"J'ai toujours su que je souhaitais avoir un enfant seule", confie Océane, une jeune femme de 24 ans vivant près de Toulouse. À 21 ans, elle s'inscrit dans un centre d'Aide médicale à la procréation (AMP) pour réaliser une PMA solo.
"Je désire être mère depuis l'âge de 16 ans, et mon travail en tant qu'assistante maternelle me rapproche de cette envie", explique-t-elle. Pour elle, l'idée de fonder une famille dans une relation de couple n'a jamais eu de sens. "Peut-être en raison du modèle que ma mère m'a transmis", ajoute-t-elle.
Aujourd'hui, Océane a attendu un an pour recevoir un don de spermatozoïdes et après deux inséminations infructueuses, elle reste déterminée à réaliser son rêve de maternité.
"Je veux un enfant mais pas une vie de couple. La PMA m'a permis de dissocier maternité et couple, un véritable tournant pour moi", explique-t-elle.
Du "plan B" au "plan A"
Avec l'accès à la PMA pour les femmes seules depuis 2021, de nombreuses idées préconçues s'effacent, selon Anne Le Bris, sociologue à l'université de Rennes 2. Jadis caractérisés comme des "plans B" pour des femmes en quête de maternité plus âgées, ces projets sont devenus des "plans A" pour les plus jeunes. "Elles ont clairement séparé maternité et relation amoureuse", indique-t-elle.
Bien que les moins de 25 ans restent minoritaires dans ce parcours, le phénomène prend de l'ampleur. Mikaël Agopiantz, président de l'Association nationale pour le don d'engendrement, souligne que le profil des femmes en PMA solo a considérablement changé, les patientes étant souvent âgées de plus de 35 ans.
Des études menées par l'Institut national d'études démographiques (INED) révèlent que les femmes optant pour la PMA vont souvent explorer plusieurs alternatives, telles que la coparentalité ou l'adoption, avant de choisir cette voie qui offre une sécurité et un encadrement.
Un désir de maternité intense
Mélissa, assistante de direction à Perpignan, s'est également rapidement dirigée vers la PMA solo. "Dès mon adolescence, j'ai voulu être mère", explique-t-elle. Après avoir quitté une relation sans amour, elle a testé des inséminations avec des donneurs. À seulement 23 ans, elle s'apprête à accueillir son fils, convaincue que la maternité célibataire lui permet de vivre sa parentalité sans contrainte.

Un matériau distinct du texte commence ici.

//! The client side of a SCRAM-SHA-256 exchange.
//!
//! The engine keeps no state between calls. Everything needed for the next step travels in a
//! [`SaslContext`] that the caller holds on to between round trips:
//!
//! 1. [`Exchange::begin`] builds the client-first message and the initial context.
//! 2. [`Exchange::continue_exchange`] consumes the context and the server-first message, derives
//!    the proofs and returns the client-final message with a context that remembers the expected
//!    server signature.
//! 3. [`Exchange::validate_final`] checks the server-final message against that context.

use std::fmt;

use rand::rngs::OsRng;
use rand::{CryptoRng, Rng};
use tracing::{debug, warn};

use crate::config::Config;
use crate::crypto;
use crate::error::{Error, Result};
use crate::message::{ClientFinalMessage, ClientFirstMessage, Message, ServerFinalMessage,
                     ServerFirstMessage};
use crate::saslprep::{self, Mode};

#[cfg(feature = "trace-secrets")]
macro_rules! trace_secret {
    ($name:expr, $value:expr) => {
        tracing::trace!(secret = $name, value = %base64::encode($value))
    };
}

#[cfg(not(feature = "trace-secrets"))]
macro_rules! trace_secret {
    ($name:expr, $value:expr) => {};
}

/// State carried by the caller between the two round trips of one exchange.
///
/// A context belongs to exactly one authentication attempt. It can't be cloned, and
/// [`Exchange::continue_exchange`] consumes it, so a failed attempt leaves nothing to reuse.
pub struct SaslContext {
    client_first: ClientFirstMessage,
    expected_server_proof: Option<String>,
}

impl SaslContext {
    /// The client-first message this exchange started with.
    pub fn client_first(&self) -> &ClientFirstMessage {
        &self.client_first
    }

    /// The Base64 server signature the server-final message must carry. `None` until the
    /// client-final message has been built.
    pub fn expected_server_proof(&self) -> Option<&str> {
        self.expected_server_proof.as_ref().map(String::as_str)
    }
}

impl fmt::Debug for SaslContext {
    fn fmt(&self, f: &mut fmt::Formatter) -> fmt::Result {
        let expected_server_proof = self.expected_server_proof.as_ref().map(|_| "<redacted>");
        f.debug_struct("SaslContext")
            .field("client_first", &self.client_first)
            .field("expected_server_proof", &expected_server_proof)
            .finish()
    }
}

/// The SCRAM-SHA-256 exchange engine.
#[derive(Debug, Clone, Default)]
pub struct Exchange {
    config: Config,
}

impl Exchange {
    /// Creates an engine with the given configuration.
    pub fn new(config: Config) -> Self {
        Exchange { config }
    }

    /// The configuration of this engine.
    pub fn config(&self) -> &Config {
        &self.config
    }

    /// Starts an exchange for `username` with a nonce drawn from the operating system's random
    /// number generator.
    ///
    /// The username passes through SASLprep in query mode. PostgreSQL style servers ignore it, an
    /// empty username is fine there.
    pub fn begin(&self, username: &str) -> Result<(SaslContext, ClientFirstMessage)> {
        self.begin_with_rng(username, &mut OsRng)
    }

    /// Starts an exchange using a custom random number generator. Please only use a
    /// cryptographically secure random number generator!
    pub fn begin_with_rng<R: Rng + CryptoRng>(&self,
                                               username: &str,
                                               rng: &mut R)
                                               -> Result<(SaslContext, ClientFirstMessage)> {
        let nonce = crypto::random_nonce(rng, self.config.nonce_len);
        self.begin_with_nonce(username, nonce)
    }

    pub(crate) fn begin_with_nonce(&self,
                                   username: &str,
                                   nonce: String)
                                   -> Result<(SaslContext, ClientFirstMessage)> {
        let user = saslprep::prepare(username, Mode::Query)?.into_owned();
        let client_first = ClientFirstMessage { user, nonce };
        debug!(nonce_len = client_first.nonce.len(), "SCRAM exchange started");
        let ctx = SaslContext {
            client_first: client_first.clone(),
            expected_server_proof: None,
        };
        Ok((ctx, client_first))
    }

    /// Processes the server-first message and builds the client-final message.
    ///
    /// # Errors
    ///
    /// * `Error::NonceMismatch` if the server nonce doesn't extend the client nonce. Nothing is
    ///   derived in that case.
    /// * `Error::IterationsTooHigh` if the server asks for more rounds than configured.
    /// * `Error::InvalidProfileInput` if the password is rejected by SASLprep.
    pub fn continue_exchange(&self,
                             ctx: SaslContext,
                             server_first: &ServerFirstMessage,
                             password: &str)
                             -> Result<(SaslContext, ClientFinalMessage)> {
        debug_assert!(ctx.expected_server_proof.is_none(), "SCRAM context continued twice");
        if !server_first.nonce.starts_with(&ctx.client_first.nonce) {
            warn!("server nonce does not extend the client nonce, aborting SCRAM exchange");
            return Err(Error::NonceMismatch);
        }
        let iterations = server_first.iterations.get();
        if iterations > self.config.max_iterations {
            warn!(iterations, max = self.config.max_iterations, "iteration count above ceiling");
            return Err(Error::IterationsTooHigh(iterations));
        }
        debug!(iterations, salt_len = server_first.salt.len(), "server-first accepted");

        let password = saslprep::prepare(password, Mode::Stored)?;
        let salted_password = crypto::derive_key(password.as_bytes(),
                                                 &server_first.salt,
                                                 server_first.iterations);
        let client_key = crypto::hmac(&salted_password, b"Client Key");
        let stored_key = crypto::hash(&client_key);

        let client_final = ClientFinalMessage::without_proof(&server_first.nonce);
        let auth_message = format!("{},{},{}",
                                   ctx.client_first.encode(),
                                   server_first.encode(),
                                   client_final.encode());

        let client_signature = crypto::hmac(&stored_key, auth_message.as_bytes());
        let client_proof = crypto::xor(&client_key, &client_signature);
        let server_key = crypto::hmac(&salted_password, b"Server Key");
        let server_signature = crypto::hmac(&server_key, auth_message.as_bytes());

        trace_secret!("salted_password", &salted_password);
        trace_secret!("client_key", &client_key);
        trace_secret!("server_key", &server_key);
        trace_secret!("auth_message", auth_message.as_bytes());
        trace_secret!("client_proof", &client_proof);

        let ctx = SaslContext {
            client_first: ctx.client_first,
            expected_server_proof: Some(base64::encode(server_signature)),
        };
        let client_final = ClientFinalMessage {
            proof: Some(client_proof),
            ..client_final
        };
        Ok((ctx, client_final))
    }

    /// Checks the server signature of the server-final message.
    ///
    /// The comparison runs in constant time. Every failure is reported as
    /// `Error::AuthenticationFailed` without saying what didn't match.
    pub fn validate_final(&self,
                          ctx: &SaslContext,
                          server_final: &ServerFinalMessage)
                          -> Result<()> {
        let expected = match ctx.expected_server_proof {
            Some(ref expected) => expected,
            None => {
                warn!("server-final validated before client-final was built");
                return Err(Error::AuthenticationFailed);
            }
        };
        if server_final.server_proof.is_empty() {
            warn!("server-final carries an empty signature");
            return Err(Error::AuthenticationFailed);
        }
        let received = base64::encode(&server_final.server_proof);
        if crypto::constant_time_eq(received.as_bytes(), expected.as_bytes()) {
            debug!("server signature verified, SCRAM exchange complete");
            Ok(())
        } else {
            warn!("server signature mismatch");
            Err(Error::AuthenticationFailed)
        }
    }
}

/// Starts an exchange with the default configuration. See [`Exchange::begin`].
pub fn begin_exchange(username: &str) -> Result<(SaslContext, ClientFirstMessage)> {
    Exchange::default().begin(username)
}

/// Continues an exchange with the default configuration. See [`Exchange::continue_exchange`].
pub fn continue_exchange(ctx: SaslContext,
                         server_first: &ServerFirstMessage,
                         password: &str)
                         -> Result<(SaslContext, ClientFinalMessage)> {
    Exchange::default().continue_exchange(ctx, server_first, password)
}

/// Validates the server-final message. See [`Exchange::validate_final`].
pub fn validate_final(ctx: &SaslContext, server_final: &ServerFinalMessage) -> Result<()> {
    Exchange::default().validate_final(ctx, server_final)
}

#[cfg(test)]
mod tests {
    use tracing_test::traced_test;

    use super::*;
    use crate::message::parse;
    use crate::saslprep::Prohibited;

    const CLIENT_NONCE: &str = "rOprNGfwEbeRWgbNEkqO";
    const SERVER_FIRST: &str = "r=rOprNGfwEbeRWgbNEkqO%hvYDpWUa2RaTCAfuxFIlj)hNlF$k0,\
                                s=W22ZaJ0SNY7soEsUEjb6gQ==,i=4096";
    const CLIENT_FINAL: &str = "c=biws,r=rOprNGfwEbeRWgbNEkqO%hvYDpWUa2RaTCAfuxFIlj)hNlF$k0,\
                                p=dHzbZapWIk4jUhN+Ute9ytag9zjfMHgsqmmiz7AndVQ=";
    const SERVER_FINAL: &str = "v=6rriTRBi23WpRR/wtup+mMhUZUn/dB5nLTJRsjl95G4=";

    fn rfc7677_final_context() -> (SaslContext, ClientFinalMessage) {
        let exchange = Exchange::default();
        let (ctx, client_first) = exchange.begin_with_nonce("user", CLIENT_NONCE.into()).unwrap();
        assert_eq!(client_first.to_wire(), "n,,n=user,r=rOprNGfwEbeRWgbNEkqO");
        let server_first = parse::<ServerFirstMessage>(SERVER_FIRST).unwrap();
        exchange.continue_exchange(ctx, &server_first, "pencil").unwrap()
    }

    #[test]
    fn rfc7677_known_answer() {
        let (ctx, client_final) = rfc7677_final_context();
        assert_eq!(client_final.encode(), CLIENT_FINAL);
        assert_eq!(ctx.expected_server_proof(), Some(&SERVER_FINAL[2..]));

        let server_final = parse::<ServerFinalMessage>(SERVER_FINAL).unwrap();
        assert_eq!(validate_final(&ctx, &server_final), Ok(()));
    }

    #[test]
    fn tampered_server_proof_rejected() {
        let (ctx, _) = rfc7677_final_context();
        let server_final = parse::<ServerFinalMessage>(SERVER_FINAL).unwrap();
        for bit in 0..server_final.server_proof.len() * 8 {
            let mut tampered = server_final.clone();
            tampered.server_proof[bit / 8] ^= 1 << (bit % 8);
            assert_eq!(validate_final(&ctx, &tampered), Err(Error::AuthenticationFailed));
        }
    }

    #[test]
    fn empty_or_truncated_server_proof_rejected() {
        let (ctx, _) = rfc7677_final_context();
        let empty = ServerFinalMessage { server_proof: Vec::new() };
        assert_eq!(validate_final(&ctx, &empty), Err(Error::AuthenticationFailed));

        let mut truncated = parse::<ServerFinalMessage>(SERVER_FINAL).unwrap();
        truncated.server_proof.pop();
        assert_eq!(validate_final(&ctx, &truncated), Err(Error::AuthenticationFailed));
    }

    #[test]
    fn validate_without_client_final_fails() {
        let (ctx, _) = begin_exchange("").unwrap();
        assert_eq!(ctx.expected_server_proof(), None);
        let server_final = parse::<ServerFinalMessage>(SERVER_FINAL).unwrap();
        assert_eq!(validate_final(&ctx, &server_final), Err(Error::AuthenticationFailed));
    }

    #[test]
    fn nonce_mismatch_checked_before_password() {
        let exchange = Exchange::default();
        let (ctx, _) = exchange.begin_with_nonce("user", "clientnonce".into()).unwrap();
        let server_first =
            parse::<ServerFirstMessage>("r=othernonce123,s=c2FsdA==,i=4096").unwrap();
        // The password would fail SASLprep, the nonce check has to come first.
        let err = exchange.continue_exchange(ctx, &server_first, "\u{0007}").unwrap_err();
        assert_eq!(err, Error::NonceMismatch);
    }

    #[test]
    fn truncated_server_nonce_is_a_mismatch() {
        let exchange = Exchange::default();
        let (ctx, _) = exchange.begin_with_nonce("", "clientnonce".into()).unwrap();
        let server_first = parse::<ServerFirstMessage>("r=client,s=c2FsdA==,i=1").unwrap();
        let err = exchange.continue_exchange(ctx, &server_first, "pencil").unwrap_err();
        assert_eq!(err, Error::NonceMismatch);
    }

    #[test]
    fn iteration_ceiling() {
        let exchange = Exchange::new(Config::default().with_max_iterations(4095));
        let (ctx, _) = exchange.begin_with_nonce("user", CLIENT_NONCE.into()).unwrap();
        let server_first = parse::<ServerFirstMessage>(SERVER_FIRST).unwrap();
        let err = exchange.continue_exchange(ctx, &server_first, "pencil").unwrap_err();
        assert_eq!(err, Error::IterationsTooHigh(4096));
    }

    #[test]
    fn prohibited_password_rejected() {
        let exchange = Exchange::default();
        let (ctx, _) = exchange.begin_with_nonce("user", CLIENT_NONCE.into()).unwrap();
        let server_first = parse::<ServerFirstMessage>(SERVER_FIRST).unwrap();
        let err = exchange.continue_exchange(ctx, &server_first, "pen\u{0627}cil").unwrap_err();
        assert_eq!(err, Error::InvalidProfileInput(Prohibited::Bidi));
    }

    #[test]
    fn prohibited_username_rejected() {
        let err = begin_exchange("us\u{0000}er").unwrap_err();
        assert_eq!(err, Error::InvalidProfileInput(Prohibited::Character('\u{0000}')));
    }

    #[test]
    fn username_is_prepared() {
        let (ctx, client_first) = begin_exchange("\u{2168}").unwrap();
        assert_eq!(client_first.user, "IX");
        assert_eq!(ctx.client_first(), &client_first);
    }

    #[test]
    fn nonce_length_follows_config() {
        let exchange = Exchange::new(Config::default().with_nonce_len(32));
        let (_, client_first) = exchange.begin("user").unwrap();
        assert_eq!(client_first.nonce.len(), 32);
        assert!(!client_first.nonce.contains(','));
    }

    #[test]
    fn fresh_nonce_per_attempt() {
        let (_, first) = begin_exchange("user").unwrap();
        let (_, second) = begin_exchange("user").unwrap();
        assert_ne!(first.nonce, second.nonce);
    }

    #[test]
    fn debug_redacts_server_proof() {
        let (ctx, _) = rfc7677_final_context();
        let debug = format!("{:?}", ctx);
        assert!(debug.contains("<redacted>"));
        assert!(!debug.contains(&SERVER_FINAL[2..]));
    }

    #[cfg(not(feature = "trace-secrets"))]
    #[traced_test]
    #[test]
    fn secrets_stay_out_of_logs() {
        let (ctx, _) = rfc7677_final_context();
        let server_final = parse::<ServerFinalMessage>(SERVER_FINAL).unwrap();
        validate_final(&ctx, &server_final).unwrap();

        assert!(logs_contain("SCRAM exchange started"));
        assert!(logs_contain("server signature verified"));
        // Salted password and client proof of the RFC 7677 example.
        assert!(!logs_contain("xKSVEDI6tPlSysH6mUQZOeeOp01r6B3fcJbodRPcYV0="));
        assert!(!logs_contain("dHzbZapWIk4jUhN+Ute9ytag9zjfMHgsqmmiz7AndVQ="));
        assert!(!logs_contain("6rriTRBi23WpRR/wtup+mMhUZUn/dB5nLTJRsjl95G4="));
    }
}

Elle estime même que la cohabitation avec un partenaire impliquerait des charges supplémentaires, allant jusqu'à dire : "Pourquoi s'embarrasser avec quelqu'un?"
Les défis des mamans solos jeunes
Malgré une forte conviction dans leurs choix, ces jeunes femmes font parfois face à des jugements. Mélissa confie avoir été perçue comme immature, voire irresponsable par certains membres de sa famille. En plus, elles rencontrent parfois des réticences dans certains centres de PMA, par exemple, Chloé, qui a dû faire face à l'incompréhension des professionnels de santé. "Je n'ai pas été prise au sérieux, à cause de mon jeune âge", déclare-t-elle.
Face à ces obstacles, l'association Mam'en solo dénonce des pratiques discriminatoires dans l'accès à la PMA, recommandant un respect rigoureux des droits des femmes. Cela dit, l'accès à la PMA solo est un pas avancé dans la reconnaissance des choix reproductifs des femmes.
Des choix audacieux dans un monde en évolution
La loi de 2021 a permis une meilleure institutionnalisation de la PMA pour toutes les femmes. Selon Anne Le Bris, cette évolution ne fait que refléter un phénomène sociétal plus large : les femmes développent des exigences accrues envers leurs partenaires, tandis que certains hommes semblent désalignés avec ces attentes.
En définitive, la quête de maternité en solo s'inscrit dans un changement radical des normes sociétales, où l'autonomie et la volonté de choisir sa propre voie prennent une place prépondérante.
Mélissa résume ainsi cette réalité : "Tout le monde admire celles qui ont le courage de faire un enfant seule, mais penser que c'est plus risqué d'agir avec un partenaire me semble encore plus audacieux."